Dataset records

☆ ☆ ☆ ☆ ☆

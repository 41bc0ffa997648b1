//! Data models for Jotter

mod note;
mod user;

pub use note::{html_to_plain_text, Note, NoteDraft, NoteId, MAX_TITLE_LEN};
pub use user::{validate_registration, User, UserId, MIN_PASSWORD_LEN};
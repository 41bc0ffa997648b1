//! Credential store

use libsql::{params, Connection, Row};

use crate::error::{Error, Result};
use crate::models::{User, UserId};

/// libSQL-backed user store
pub struct LibSqlUserRepository<'a> {
    conn: &'a Connection,
}

impl<'a> LibSqlUserRepository<'a> {
    pub const fn new(conn: &'a Connection) -> Self {
        Self { conn }
    }

    fn parse_user(row: &Row) -> Result<User> {
        Ok(User {
            id: UserId::new(row.get::<i64>(0)?),
            email: row.get::<String>(1)?,
            password_hash: row.get::<String>(2)?,
            created_at: row.get::<i64>(3)?,
        })
    }

    /// Insert a user. Duplicate emails surface as [`Error::Conflict`].
    pub async fn create(&self, email: &str, password_hash: &str) -> Result<User> {
        let now = chrono::Utc::now().timestamp_millis();
        let result = self
            .conn
            .query(
                "INSERT INTO users (email, password_hash, created_at)
                 VALUES (?1, ?2, ?3)
                 RETURNING id, email, password_hash, created_at",
                params![email, password_hash, now],
            )
            .await;

        let mut rows = match result {
            Ok(rows) => rows,
            Err(error) => return Err(map_unique_violation(error.into())),
        };
        let row = match rows.next().await {
            Ok(Some(row)) => row,
            Ok(None) => return Err(Error::Database("INSERT returned no row".to_string())),
            Err(error) => return Err(map_unique_violation(error.into())),
        };
        Self::parse_user(&row)
    }

    /// Exact (case-sensitive) email lookup
    pub async fn find_by_email(&self, email: &str) -> Result<Option<User>> {
        let mut rows = self
            .conn
            .query(
                "SELECT id, email, password_hash, created_at FROM users WHERE email = ?1",
                params![email],
            )
            .await?;

        match rows.next().await? {
            Some(row) => Ok(Some(Self::parse_user(&row)?)),
            None => Ok(None),
        }
    }
}

fn map_unique_violation(error: Error) -> Error {
    if error.is_unique_violation() {
        Error::Conflict("Email already registered".to_string())
    } else {
        error
    }
}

☆ ☆ ☆ ☆ ☆

# Task to carry out:
Tell me how many lines in the records above include the word "crate"; the number is all that is needed.

# Problem solution:
2